> Action item
In the records below, find the line with "one chain. It" and the line with "pub mod types;". Print both exactly, along with every line between them, and no other line.

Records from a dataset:
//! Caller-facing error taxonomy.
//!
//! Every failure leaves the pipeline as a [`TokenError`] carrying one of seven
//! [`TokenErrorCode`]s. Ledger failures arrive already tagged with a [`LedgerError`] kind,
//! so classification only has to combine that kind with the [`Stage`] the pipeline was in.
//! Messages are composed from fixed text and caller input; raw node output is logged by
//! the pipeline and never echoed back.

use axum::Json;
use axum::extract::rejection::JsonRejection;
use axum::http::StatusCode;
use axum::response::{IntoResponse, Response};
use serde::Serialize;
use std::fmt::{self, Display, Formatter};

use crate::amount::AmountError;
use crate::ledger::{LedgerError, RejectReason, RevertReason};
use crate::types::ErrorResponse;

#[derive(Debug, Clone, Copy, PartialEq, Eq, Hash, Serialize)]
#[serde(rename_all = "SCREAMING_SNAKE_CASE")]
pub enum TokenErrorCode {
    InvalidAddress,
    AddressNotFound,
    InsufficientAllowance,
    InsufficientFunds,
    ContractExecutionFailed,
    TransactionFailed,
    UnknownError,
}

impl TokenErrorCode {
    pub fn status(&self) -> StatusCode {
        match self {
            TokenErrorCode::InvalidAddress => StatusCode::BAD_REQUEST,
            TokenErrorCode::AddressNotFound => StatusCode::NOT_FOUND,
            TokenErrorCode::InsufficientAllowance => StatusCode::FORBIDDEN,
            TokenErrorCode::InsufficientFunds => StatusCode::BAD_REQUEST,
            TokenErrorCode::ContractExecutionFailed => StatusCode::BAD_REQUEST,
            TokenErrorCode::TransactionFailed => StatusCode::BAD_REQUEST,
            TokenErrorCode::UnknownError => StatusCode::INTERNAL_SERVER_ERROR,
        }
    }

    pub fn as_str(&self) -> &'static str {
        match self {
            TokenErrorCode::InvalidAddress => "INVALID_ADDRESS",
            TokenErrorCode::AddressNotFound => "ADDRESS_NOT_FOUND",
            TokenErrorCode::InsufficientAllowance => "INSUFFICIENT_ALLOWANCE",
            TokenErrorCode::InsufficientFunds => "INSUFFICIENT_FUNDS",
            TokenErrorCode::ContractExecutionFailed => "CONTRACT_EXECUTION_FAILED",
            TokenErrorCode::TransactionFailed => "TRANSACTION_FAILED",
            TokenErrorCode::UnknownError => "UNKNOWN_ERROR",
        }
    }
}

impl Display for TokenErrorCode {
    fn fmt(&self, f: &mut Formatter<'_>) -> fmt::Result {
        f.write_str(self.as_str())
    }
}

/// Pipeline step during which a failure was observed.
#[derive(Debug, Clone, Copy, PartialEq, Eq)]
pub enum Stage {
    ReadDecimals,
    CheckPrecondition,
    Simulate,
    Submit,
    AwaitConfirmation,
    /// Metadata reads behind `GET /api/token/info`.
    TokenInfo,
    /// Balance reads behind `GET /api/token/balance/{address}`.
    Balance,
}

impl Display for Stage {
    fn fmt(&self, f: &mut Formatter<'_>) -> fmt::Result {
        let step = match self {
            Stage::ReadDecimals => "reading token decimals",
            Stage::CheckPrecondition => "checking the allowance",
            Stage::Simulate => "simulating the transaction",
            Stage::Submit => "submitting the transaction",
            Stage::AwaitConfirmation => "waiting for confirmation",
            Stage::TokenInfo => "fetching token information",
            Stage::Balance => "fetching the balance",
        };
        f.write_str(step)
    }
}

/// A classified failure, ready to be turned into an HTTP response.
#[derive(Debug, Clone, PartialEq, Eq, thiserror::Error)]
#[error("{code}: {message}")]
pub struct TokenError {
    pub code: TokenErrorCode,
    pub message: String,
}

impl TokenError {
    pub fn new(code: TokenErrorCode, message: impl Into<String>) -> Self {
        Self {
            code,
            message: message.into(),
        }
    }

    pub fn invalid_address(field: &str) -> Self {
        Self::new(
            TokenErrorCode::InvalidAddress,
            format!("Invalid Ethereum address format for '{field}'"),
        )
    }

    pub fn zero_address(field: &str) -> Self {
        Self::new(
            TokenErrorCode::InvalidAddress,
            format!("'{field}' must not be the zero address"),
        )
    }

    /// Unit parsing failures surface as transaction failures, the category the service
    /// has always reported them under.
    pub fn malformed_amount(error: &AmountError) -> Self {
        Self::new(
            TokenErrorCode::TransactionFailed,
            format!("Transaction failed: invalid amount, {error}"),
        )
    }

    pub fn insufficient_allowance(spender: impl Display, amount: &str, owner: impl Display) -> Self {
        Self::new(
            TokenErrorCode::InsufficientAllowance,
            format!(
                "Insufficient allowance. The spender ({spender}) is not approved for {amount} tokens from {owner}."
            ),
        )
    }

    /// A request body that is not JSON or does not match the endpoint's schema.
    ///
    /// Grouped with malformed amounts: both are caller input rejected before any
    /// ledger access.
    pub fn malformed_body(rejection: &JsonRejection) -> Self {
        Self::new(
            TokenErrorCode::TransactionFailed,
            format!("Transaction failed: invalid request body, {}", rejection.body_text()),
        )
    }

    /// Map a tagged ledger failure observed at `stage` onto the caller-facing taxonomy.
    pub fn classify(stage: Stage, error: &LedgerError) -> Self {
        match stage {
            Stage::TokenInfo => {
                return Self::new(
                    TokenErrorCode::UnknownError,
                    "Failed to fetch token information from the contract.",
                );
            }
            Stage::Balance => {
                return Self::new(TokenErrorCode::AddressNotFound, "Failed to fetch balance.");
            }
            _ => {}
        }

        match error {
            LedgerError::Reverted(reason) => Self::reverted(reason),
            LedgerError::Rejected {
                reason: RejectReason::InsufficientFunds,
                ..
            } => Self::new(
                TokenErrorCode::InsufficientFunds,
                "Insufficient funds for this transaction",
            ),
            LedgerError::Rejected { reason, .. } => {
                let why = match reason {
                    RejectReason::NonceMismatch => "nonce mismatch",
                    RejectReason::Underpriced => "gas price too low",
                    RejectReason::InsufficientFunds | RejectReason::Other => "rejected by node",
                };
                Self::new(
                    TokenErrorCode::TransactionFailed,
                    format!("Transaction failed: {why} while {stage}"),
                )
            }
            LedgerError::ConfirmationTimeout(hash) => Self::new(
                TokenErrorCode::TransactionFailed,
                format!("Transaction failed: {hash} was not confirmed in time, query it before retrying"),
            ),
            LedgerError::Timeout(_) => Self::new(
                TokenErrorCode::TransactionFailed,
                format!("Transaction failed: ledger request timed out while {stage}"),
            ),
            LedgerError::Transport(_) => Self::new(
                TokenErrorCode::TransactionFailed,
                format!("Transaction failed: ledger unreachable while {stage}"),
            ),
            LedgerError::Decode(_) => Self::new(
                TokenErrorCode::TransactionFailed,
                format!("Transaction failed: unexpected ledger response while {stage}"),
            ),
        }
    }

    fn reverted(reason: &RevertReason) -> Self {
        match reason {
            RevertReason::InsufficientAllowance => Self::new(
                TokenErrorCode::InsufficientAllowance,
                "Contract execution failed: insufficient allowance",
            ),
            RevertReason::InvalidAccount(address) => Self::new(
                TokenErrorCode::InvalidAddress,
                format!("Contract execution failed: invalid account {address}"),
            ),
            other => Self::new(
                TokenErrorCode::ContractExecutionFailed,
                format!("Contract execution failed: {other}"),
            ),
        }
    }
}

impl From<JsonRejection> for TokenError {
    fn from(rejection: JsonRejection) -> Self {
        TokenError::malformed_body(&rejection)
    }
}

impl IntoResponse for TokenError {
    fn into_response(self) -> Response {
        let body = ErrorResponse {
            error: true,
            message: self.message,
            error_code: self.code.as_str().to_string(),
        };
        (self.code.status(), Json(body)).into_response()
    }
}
---
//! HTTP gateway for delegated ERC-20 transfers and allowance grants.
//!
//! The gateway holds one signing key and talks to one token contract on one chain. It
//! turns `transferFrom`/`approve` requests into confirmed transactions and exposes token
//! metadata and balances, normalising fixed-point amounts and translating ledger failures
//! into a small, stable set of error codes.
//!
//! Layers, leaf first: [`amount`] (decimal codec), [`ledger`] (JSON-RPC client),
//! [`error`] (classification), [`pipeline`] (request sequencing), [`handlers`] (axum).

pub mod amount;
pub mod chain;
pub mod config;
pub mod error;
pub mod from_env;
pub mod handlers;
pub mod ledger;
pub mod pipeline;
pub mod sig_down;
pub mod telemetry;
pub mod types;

> Answer space
//! The gateway holds one signing key and talks to one token contract on one chain. It
//! turns `transferFrom`/`approve` requests into confirmed transactions and exposes token
//! metadata and balances, normalising fixed-point amounts and translating ledger failures
//! into a small, stable set of error codes.
//!
//! Layers, leaf first: [`amount`] (decimal codec), [`ledger`] (JSON-RPC client),
//! [`error`] (classification), [`pipeline`] (request sequencing), [`handlers`] (axum).

pub mod amount;
pub mod chain;
pub mod config;
pub mod error;
pub mod from_env;
pub mod handlers;
pub mod ledger;
pub mod pipeline;
pub mod sig_down;
pub mod telemetry;
pub mod types;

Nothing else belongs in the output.